Photo courtesy Ben Bailey

This week’s Bird of the Week, compliments of the Weminuche Audubon Society and Audubon Rockies, is the violet-green swallow.

This is a bird seen fluttering high in the sky in the company of swifts or zipping across open water and fields at speeds approaching those of the peregrine falcon. It catches and eats insects midair, relying completely on the availability of aerial insects for food.

Unlike the closely related tree swallow, which can eat some berries when insects are not available, the violet-green must retreat south when freezing weather drives insects from the skies. Most spend the winter in Mexico or Central America. In the breeding season, the violet-green is a swallow of the West, found in the western third of the United States and into western Canada and Alaska.

Often nesting in small groups, these cavity nesters are found in open woodlands with deciduous and evergreen trees as long as there are standing dead ones. Like many secondary cavity nesting species, they primarily depend on woodpeckers to excavate holes where they can build their nests. People join woodpeckers in providing nest sites with man-made nest boxes.

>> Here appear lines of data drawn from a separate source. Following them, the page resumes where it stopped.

//! Database handle and references

use super::backend::{DatabaseBackend, PendingWrite, ValueCallback};
use super::path::DatabasePath;
use super::single_value::single_value_gate;
use super::snapshot::ValueEvent;
use crate::error::ServiceError;
use serde::Serialize;
use std::sync::Arc;
use std::time::Duration;

/// Handle to a database, cheap to clone
#[derive(Clone)]
pub struct Database {
    backend: Arc<dyn DatabaseBackend>,
}

impl Database {
    /// Create a handle over a backend
    pub fn new(backend: Arc<dyn DatabaseBackend>) -> Self {
        Self { backend }
    }

    /// Reference to the location at `path`
    pub fn reference(&self, path: &str) -> Result<DatabaseReference, ServiceError> {
        Ok(DatabaseReference {
            database: self.clone(),
            path: DatabasePath::parse(path)?,
        })
    }

    /// Reference to the root location
    pub fn root(&self) -> DatabaseReference {
        DatabaseReference {
            database: self.clone(),
            path: DatabasePath::root(),
        }
    }
}

impl std::fmt::Debug for Database {
    fn fmt(&self, f: &mut std::fmt::Formatter<'_>) -> std::fmt::Result {
        f.debug_struct("Database").field("backend", &"dynamic").finish()
    }
}

/// Reference to a location in the database
#[derive(Clone, Debug)]
pub struct DatabaseReference {
    database: Database,
    path: DatabasePath,
}

impl DatabaseReference {
    /// Reference to a location below this one
    pub fn child(&self, relative: &str) -> Result<DatabaseReference, ServiceError> {
        Ok(DatabaseReference {
            database: self.database.clone(),
            path: self.path.child(relative)?,
        })
    }

    /// Location of this reference
    pub fn path(&self) -> &DatabasePath {
        &self.path
    }

    /// Last path segment, `None` at the root
    pub fn key(&self) -> Option<&str> {
        self.path.key()
    }

    /// Replace the value at this location
    ///
    /// Returns once the write is enqueued. The returned handle may be dropped.
    pub fn set(&self, value: serde_json::Value) -> PendingWrite {
        self.database.backend.set(&self.path, value)
    }

    /// Serialize `value` and replace the value at this location
    pub fn set_value<T: Serialize>(&self, value: &T) -> Result<PendingWrite, ServiceError> {
        Ok(self.set(serde_json::to_value(value)?))
    }

    /// Read this location once, delivering the outcome to `callback`
    pub fn read_once(&self, callback: ValueCallback) {
        self.database.backend.read_once(&self.path, callback)
    }

    /// Read this location once and wait for the outcome
    ///
    /// With `timeout: None` the wait has no bound.
    pub async fn once(&self, timeout: Option<Duration>) -> Result<ValueEvent, ServiceError> {
        let (callback, gate) = single_value_gate();
        self.read_once(callback);
        gate.wait(timeout).await
    }
}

Violet and green would be a more appropriate name for these birds whose metallic green backs and purple rumps can appear iridescent in sunlight. In flight, look for a bright white belly, and a white back patch formed by patches on the flanks that almost meet on the rump. Their short tails appear square or only slightly notched.

It is easier to observe the facial pattern formed by white from the throat which extends behind and above the eyes when the birds are perched. It is possible to distinguish sexes in a view that shows the mottled face pattern of the female or clean white of the male.

Violet-green swallows were one of the victims when an alarming sudden die-off of migratory birds occurred primarily in New Mexico in September of 2020. Hundreds of thousands of birds perished in a short period of time. Causal factors are thought to include a sudden cold snap, exacerbated by extended drought and wildfire smoke that left the birds in poor physical condition.